Friday, April 11, 2008

A new metaphor : Assessment tasks as performance.

A talented group of students from Marina View School. For the equally talented teacher of this group it is possible for her to assess both the group and individual musicians - and in a positive way so as to add value to every ones enjoyment. Learning as performance; nothing new.

It is exiting to read, in a recent Ministry pamphlet 'Assessing Key Competencies' ( written by Dr Rosemary Hipkins), that one way to think of assessment is to consider the demonstration of competency as a complex performance'.

The pamphlet suggests that the 'sum is greater than the parts, and all of the parts fit together.While individual parts may be singled out for specific attention', isolation of these may 'misrepresent the overall learning'.

It is somewhat surprising that some educationalists have only just picked up on this way of assessing learning, one used naturally in the real world. The problem is that schools have been diverted from such an understanding by believing in tests, written exams divorced from reality, and an obsession with assessing atomised bits of learning. Such educationalists have not been able to see the wood for the trees.

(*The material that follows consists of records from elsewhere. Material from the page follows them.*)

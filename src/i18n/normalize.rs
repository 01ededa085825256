//! Collapse provider-specific language tags onto `LanguageCode`.
//!
//! Providers answer with whatever tag they feel like ("zh-Hans", "zh_CN",
//! "JA", "jpn", "Chinese"...). Everything is normalized here before it is
//! used as a key.

use crate::i18n::LanguageCode;
use std::collections::BTreeMap;
use tracing::debug;

/// Translated text keyed by target language.
pub type Translations = BTreeMap<LanguageCode, String>;

/// Normalize a raw language tag or name.
///
/// Every Chinese variant (simplified, traditional, region-qualified) maps to
/// `ZhTw`. Unrecognized tags map to `Other`. Normalizing a canonical code is
/// a no-op.
pub fn normalize_code(raw: &str) -> LanguageCode {
    let tag = raw.trim().to_lowercase().replace('_', "-");
    let primary = tag.split('-').next().unwrap_or("");

    match primary {
        "zh" | "zho" | "chi" | "cmn" => LanguageCode::ZhTw,
        "ja" | "jp" | "jpn" => LanguageCode::Ja,
        "ko" | "kr" | "kor" => LanguageCode::Ko,
        "en" | "eng" => LanguageCode::En,
        "fr" | "fra" | "fre" => LanguageCode::Fr,
        _ => match tag.as_str() {
            t if t.contains("chinese") || t.contains("mandarin") => LanguageCode::ZhTw,
            "japanese" => LanguageCode::Ja,
            "korean" => LanguageCode::Ko,
            "english" => LanguageCode::En,
            "french" => LanguageCode::Fr,
            _ => LanguageCode::Other,
        },
    }
}

/// Normalize a provider's raw `(tag, text)` pairs into `Translations`.
///
/// - keys are passed through `normalize_code`; `Other` keys and blank texts
///   are dropped
/// - when two raw keys collapse onto the same code, the shorter text wins
///   (on a tie, the pair that came first in `pairs`, which keeps the
///   provider's listing order)
/// - the source language key is removed last, whatever the provider sent
pub fn normalize_translations<I, K, V>(source: LanguageCode, pairs: I) -> Translations
where
    I: IntoIterator<Item = (K, V)>,
    K: AsRef<str>,
    V: AsRef<str>,
{
    let mut translations = Translations::new();

    for (raw_key, raw_text) in pairs {
        let lang = normalize_code(raw_key.as_ref());
        if !lang.is_known() {
            debug!("Dropping translation with unrecognized key '{}'", raw_key.as_ref());
            continue;
        }

        let text = raw_text.as_ref().trim();
        if text.is_empty() {
            continue;
        }

        match translations.get(&lang) {
            Some(existing) if existing.chars().count() <= text.chars().count() => {
                debug!(
                    "Key '{}' collapsed onto {}, keeping the shorter existing text",
                    raw_key.as_ref(),
                    lang
                );
            }
            _ => {
                translations.insert(lang, text.to_string());
            }
        }
    }

    if translations.remove(&source).is_some() {
        debug!("Removed translation into the source language {}", source);
    }

    translations
}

Quoting Howard Gardner, the pamphlet states, 'The only reliable way to determine whether understanding has been truly achieved is to pose a new question or puzzle - one on which individuals could not have been coached - and to see how they fare.'

Creative teachers have long practiced such an approach, as have those who teach music, or coach sport. In such situations every activity, or performance, is both a diagnostic and an assessment task. Learners in such situations are focused on improving their performances so as to extend their 'personal best', or the quality of their performance. Such evaluations depend on self assessment, assisted by students' coaches or mentors.

Performances involve both process and product and require teachers to be mindful of what each learner is doing, what assistance they might need, and what the might do next. The key to students' qualitative success lies in the ability and understanding of each teacher, coach, or tutor.

A challenge for teachers is to assess 'key competencies' involved in group tasks - assessing the success of the whole and at the same time the contributions of each individual. Sports coaches and artistic directors have always concerned themselves with both. If tasks integrate various Learning Areas ( which they ought) this provides another challenge, particularly for secondary teachers.

Thankfully there are plenty of ideas to assist. Students competing in science or maths fairs already appreciate the need to apply individual talents to a group task. Drama, music productions, and sport, all involve solving such dilemmas.

The Ministry pamphlet suggests the use of 'rich tasks' that could involve a range of subject areas and competencies. A problem, or project based curriculum, is required to allow competencies to be developed in real and relevant situations. This ideally involves teams of teachers collaborating to design (and assess) such intensive project based challenges.

Creative American high schools schools that have developed such an inquiry based performance based environment involve outside experts in the assessment of their senior students' projects, demonstrations, exhibitions, or performance. Such an approach creates a culture of personal mastery and continual improvement.

Such a performance culture would require a transformation of New Zealand secondary schools and a move, in primary schools, from an obsession on focusing on assessing literacy and numeracy targets. Many schools create portfolios of students' achievement, many stored for viewing on school websites. Such collections of projects are used by many schools as part of their three way reporting process, involving parents, students and teachers.

Schools, who are developing such a performance ethos, are well on the way to developing 'personalised learning'; an approach that values each student's 'voice', 'identity', and particular set of talents.

Such schools are moving out of the educational dark ages and are forging the minds required for an age of creativity; a second renaissance.

Schools using an approach involving 'performance as a metaphor for assessment' are well on the way to 'engaging' the students who have great difficulty in fitting into our 'one size fits all', traditional education system.

Further reading:

'The Big Picture' is an inspirational book about a school that has introduced such a performance culture,


Anonymous said...

Performance based assessment is great - it is how people are assessed in the real world whether they are plumbers or musicians.

It is how people handle new situations that count; it is what people do, when they don't know what to do, that shows how competent they are!

Bruce Hammonds said...

It does seem obvious. For too many school success does equate with success in life - and 'school falures' have succeeded in spite of a poor school record.

If the only game in town is rugby, and you play soccer, then you will never have the chance to perform up to what you are capable of.